ONTOFORCE has been involved in several hackathons, and Pattyn has advice for entrants. “Try to make something that’s working.” Of course projects will be in their earliest stages—“first quick hacks”—but Pattyn insists that teams focus on working projects that are sustainable, not just ideas. We want to educate everyone about the philosophy of FAIR data, he said, but hopes that the projects aren’t just for fun or the game, but really useful and sustainable. To support the sustainability of projects, DTL is offering to facilitate publication for datasets during the Hackathon.

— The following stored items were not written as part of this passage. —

//! archweave - conversational architecture design workbench
//!
//! Command-line front end over the archweave core:
//! - Manage projects
//! - Iterate on a design in the architecture log
//! - Ask follow-up questions in issue threads grounded in that design
//!
//! Uses XDG Base Directory specification for file locations:
//! - Database: $XDG_DATA_HOME/archweave/state.db (~/.local/share/archweave/state.db)
//! - Config: $XDG_CONFIG_HOME/archweave/config.toml (~/.config/archweave/config.toml)
//! - Logs: $XDG_STATE_HOME/archweave/archweave.log

use anyhow::{Context, Result};
use archweave_core::content::ViewMode;
use archweave_core::{Config, Error, Message, Role, SendOutcome, Workspace};
use clap::{Parser, Subcommand};

#[derive(Parser)]
#[command(name = "archweave")]
#[command(about = "Design software architecture through conversation")]
#[command(version)]
struct Args {
    #[command(subcommand)]
    command: Command,
}

#[derive(Subcommand)]
enum Command {
    /// Create, list, and delete projects
    Project {
        #[command(subcommand)]
        command: ProjectCommand,
    },

    /// Work on a project's architecture log
    Arch {
        #[command(subcommand)]
        command: ArchCommand,
    },

    /// Ask follow-up questions in issue threads
    Issue {
        #[command(subcommand)]
        command: IssueCommand,
    },

    /// Expand a rough idea into a detailed design prompt
    Enhance {
        /// Prompt text
        #[arg(required = true, num_args = 1..)]
        prompt: Vec<String>,
    },

    /// Show configuration and per-project statistics
    Status,
}

#[derive(Subcommand)]
enum ProjectCommand {
    /// Create a project
    New {
        /// Project name
        name: String,
    },

    /// List projects in creation order
    List {
        /// Output as JSON
        #[arg(long)]
        json: bool,
    },

    /// Delete a project with all of its conversations
    Delete {
        /// Project id or name
        project: String,
    },
}

#[derive(Subcommand)]
enum ArchCommand {
    /// Send a prompt on the architecture log
    Send {
        /// Project id or name
        project: String,

        /// Prompt text
        #[arg(required = true, num_args = 1..)]
        prompt: Vec<String>,
    },

    /// Print the architecture log
    Show {
        /// Project id or name
        project: String,

        /// Part of assistant replies to show (full, description, diagrams)
        #[arg(long, default_value = "full")]
        view: ViewMode,

        /// Only show the latest assistant reply
        #[arg(long)]
        last: bool,

        /// Only show messages from one role (user, assistant)
        #[arg(long)]
        role: Option<Role>,
    },

    /// Empty the architecture log
    Clear {
        /// Project id or name
        project: String,
    },
}

#[derive(Subcommand)]
enum IssueCommand {
    /// List a project's issue threads, newest first
    Threads {
        /// Project id or name
        project: String,
    },

    /// Start a new issue thread
    New {
        /// Project id or name
        project: String,
    },

    /// Send a prompt on an issue thread
    Send {
        /// Project id or name
        project: String,

        /// Thread id or list position
        thread: String,

        /// Prompt text
        #[arg(required = true, num_args = 1..)]
        prompt: Vec<String>,
    },

    /// Print an issue thread
    Show {
        /// Project id or name
        project: String,

        /// Thread id or list position
        thread: String,

        /// Only show messages from one role (user, assistant)
        #[arg(long)]
        role: Option<Role>,
    },

    /// Rename an issue thread (a blank title restores the default)
    Rename {
        /// Project id or name
        project: String,

        /// Thread id or list position
        thread: String,

        /// New title
        title: String,
    },

    /// Delete an issue thread
    Delete {
        /// Project id or name
        project: String,

        /// Thread id or list position
        thread: String,
    },

    /// Delete every thread, leaving one empty thread
    Reset {
        /// Project id or name
        project: String,
    },
}

#[tokio::main]
async fn main() -> Result<()> {
    let args = Args::parse();

    // Load configuration
    let config = Config::load().context("failed to load configuration")?;

    // Initialize logging (to file, so stdout carries only command output)
    let _log_guard =
        archweave_core::logging::init(&config.logging).context("failed to initialize logging")?;

    tracing::info!("archweave starting");

    let ws = Workspace::open(&config).context("failed to open workspace")?;

    match args.command {
        Command::Project { command } => cmd_project(&ws, command),
        Command::Arch { command } => cmd_arch(&ws, command).await,
        Command::Issue { command } => cmd_issue(&ws, command).await,
        Command::Enhance { prompt } => cmd_enhance(&ws, &prompt.join(" ")).await,
        Command::Status => cmd_status(&ws, &config),
    }
}

fn cmd_project(ws: &Workspace, command: ProjectCommand) -> Result<()> {
    match command {
        ProjectCommand::New { name } => match ws.projects().create(&name) {
            Ok(project) => println!("Created project {} ({})", project.name, project.id),
            Err(Error::Validation(reason)) => {
                tracing::debug!(%reason, "Project creation skipped");
                println!("Nothing to create: project name is empty.");
            }
            Err(e) => return Err(e.into()),
        },
        ProjectCommand::List { json } => {
            let projects = ws.projects().list();
            if json {
                let rows: Vec<_> = projects
                    .iter()
                    .map(|p| {
                        serde_json::json!({
                            "id": p.id,
                            "name": p.name,
                            "createdAt": p.created_at.to_rfc3339(),
                        })
                    })
                    .collect();
                println!("{}", serde_json::to_string_pretty(&rows)?);
            } else if projects.is_empty() {
                println!("No projects.");
            } else {
                for p in &projects {
                    println!(
                        "{}  {}  {}",
                        p.id,
                        p.created_at.format("%Y-%m-%d %H:%M"),
                        p.name
                    );
                }
            }
        }
        ProjectCommand::Delete { project } => {
            let project = ws.find_project(&project)?;
            ws.projects().delete(&project.id);
            println!("Deleted project {}", project.name);
        }
    }
    Ok(())
}

async fn cmd_arch(ws: &Workspace, command: ArchCommand) -> Result<()> {
    match command {
        ArchCommand::Send { project, prompt } => {
            let project = ws.find_project(&project)?;
            let outcome = ws
                .composer()
                .send_architecture(&project.id, &prompt.join(" "))
                .await?;
            print_outcome(&outcome);
        }
        ArchCommand::Show {
            project,
            view,
            last,
            role,
        } => {
            let project = ws.find_project(&project)?;
            let log = with_role(ws.conversations().architecture_messages(&project.id), role);
            if last {
                match log.iter().rev().find(|m| m.role == Role::Assistant) {
                    Some(message) => println!("{}", view.apply(&message.content)),
                    None => println!("No architecture replies yet."),
                }
            } else if log.is_empty() {
                println!("No architecture messages yet.");
            } else {
                print_messages(&log, view);
            }
        }
        ArchCommand::Clear { project } => {
            let project = ws.find_project(&project)?;
            ws.conversations().clear_architecture(&project.id);
            println!("Cleared architecture log for {}", project.name);
        }
    }
    Ok(())
}

async fn cmd_issue(ws: &Workspace, command: IssueCommand) -> Result<()> {
    match command {
        IssueCommand::Threads { project } => {
            let project = ws.find_project(&project)?;
            print_threads(ws, &project.id);
        }
        IssueCommand::New { project } => {
            let project = ws.find_project(&project)?;
            let thread = ws.conversations().create_thread(&project.id);
            println!("Created thread {} ({})", thread.title, thread.id);
        }
        IssueCommand::Send {
            project,
            thread,
            prompt,
        } => {
            let project = ws.find_project(&project)?;
            let thread = ws.find_thread(&project.id, &thread)?;
            let outcome = ws
                .composer()
                .send_issue(&project.id, &thread.id, &prompt.join(" "))
                .await?;
            print_outcome(&outcome);
        }
        IssueCommand::Show {
            project,
            thread,
            role,
        } => {
            let project = ws.find_project(&project)?;
            let thread = ws.find_thread(&project.id, &thread)?;
            let messages = with_role(thread.messages, role);
            println!("# {}", thread.title);
            println!();
            if messages.is_empty() {
                println!("No messages yet.");
            } else {
                print_messages(&messages, ViewMode::Full);
            }
        }
        IssueCommand::Rename {
            project,
            thread,
            title,
        } => {
            let project = ws.find_project(&project)?;
            let thread = ws.find_thread(&project.id, &thread)?;
            if let Some(renamed) = ws
                .conversations()
                .rename_thread(&project.id, &thread.id, &title)
            {
                println!("Renamed thread to {}", renamed.title);
            }
        }
        IssueCommand::Delete { project, thread } => {
            let project = ws.find_project(&project)?;
            let thread = ws.find_thread(&project.id, &thread)?;
            ws.conversations().delete_thread(&project.id, &thread.id);
            println!("Deleted thread {}", thread.title);
            print_threads(ws, &project.id);
        }
        IssueCommand::Reset { project } => {
            let project = ws.find_project(&project)?;
            ws.conversations().delete_all_threads(&project.id);
            println!("Reset threads for {}", project.name);
            print_threads(ws, &project.id);
        }
    }
    Ok(())
}

async fn cmd_enhance(ws: &Workspace, prompt: &str) -> Result<()> {
    match ws.composer().enhance_prompt(prompt).await {
        Some(enhanced) => println!("{}", enhanced),
        None => println!("Nothing to enhance."),
    }
    Ok(())
}

fn cmd_status(ws: &Workspace, config: &Config) -> Result<()> {
    println!("archweave Status");
    println!("================");
    println!();
    println!("Config:          {}", Config::config_path().display());
    println!("Database:        {}", config.database_path().display());
    println!("Log file:        {}", Config::log_path().display());
    println!("Service:         {}", config.generation.base_url);
    println!(
        "Auth token:      {}",
        if config.generation.resolved_token().is_some() {
            "configured"
        } else {
            "none"
        }
    );
    println!("Reply ordering:  {:?}", ws.composer().ordering());
    println!("Empty stores:    {:?}", ws.persistence().empty_policy());
    let stored = ws.persistence().stored_keys();
    println!(
        "Stored docs:     {}",
        if stored.is_empty() {
            "none".to_string()
        } else {
            stored.join(", ")
        }
    );
    println!();

    let projects = ws.projects().list();
    println!("Projects:        {}", projects.len());
    for p in &projects {
        let stats = ws.conversations().stats(&p.id);
        println!(
            "  {:<24} arch: {:>3}  issues: {:>3} in {} thread(s)  context: {}",
            p.name,
            stats.architecture_count,
            stats.issue_message_count,
            stats.thread_count,
            if ws.context().has_context(&p.id) {
                "yes"
            } else {
                "no"
            }
        );
    }
    Ok(())
}

fn print_outcome(outcome: &SendOutcome) {
    match outcome {
        SendOutcome::Skipped => println!("Nothing to send."),
        SendOutcome::Applied { message } => println!("{}", message.content),
        SendOutcome::FallbackApplied { message } => {
            eprintln!("Generation service unavailable; showing fallback response.");
            println!("{}", message.content);
        }
        SendOutcome::Dropped => eprintln!("Target was deleted before the reply arrived."),
        SendOutcome::Superseded => eprintln!("Reply superseded by a newer send."),
    }
}

fn with_role(messages: Vec<Message>, role: Option<Role>) -> Vec<Message> {
    match role {
        Some(role) => messages.into_iter().filter(|m| m.role == role).collect(),
        None => messages,
    }
}

fn print_messages(messages: &[Message], view: ViewMode) {
    for message in messages {
        let content = match message.role {
            Role::User => message.content.clone(),
            Role::Assistant => view.apply(&message.content),
        };
        println!(
            "[{}] {} {}",
            message.timestamp.format("%Y-%m-%d %H:%M:%S"),
            message.role,
            content
        );
        println!();
    }
}

fn print_threads(ws: &Workspace, project_id: &str) {
    for (i, thread) in ws.conversations().issue_threads(project_id).iter().enumerate() {
        println!(
            "{:>2}  {}  {:<40}  {} message(s)",
            i,
            thread.id,
            thread.title,
            thread.messages.len()
        );
    }
}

But it is a game, and there are prizes. Teams will present their work on Thursday afternoon at a live session on the Expo floor. A jury will consider the entries, and award three prizes: a $1,000 gift card and a speaking slot at Bio-IT World Conference & Expo 2018; $500 and registration to the 2018 event; and $250.

Stumped for ideas? Pattyn was willing to share ONTOFORCE’s planned project to get your ideas flowing.

In February of 2016, Foundation Medicine published a dataset of mutated genes in their pediatric cancer samples. It’s a very nice dataset, Pattyn said, accessible through a website Foundation Medicine designed to visualize and interact with the data. But if a researcher wanted to incorporate the dataset with other data, it’s only downloadable as an Excel file.

“It’s not really linkable. You have to do some tweaking of the data, some conversions, some mapping, some copy and pasting. The data is not immediately usable for a researcher to implement it somewhere else,” Pattyn said. ONTOFORCE hopes to reformat that dataset during the Hackathon.

Pattyn applauded Foundation Medicine’s release of the data, but hopes data generators will think more broadly about how others use datasets. “That’s the kind of thing we’d like to change.”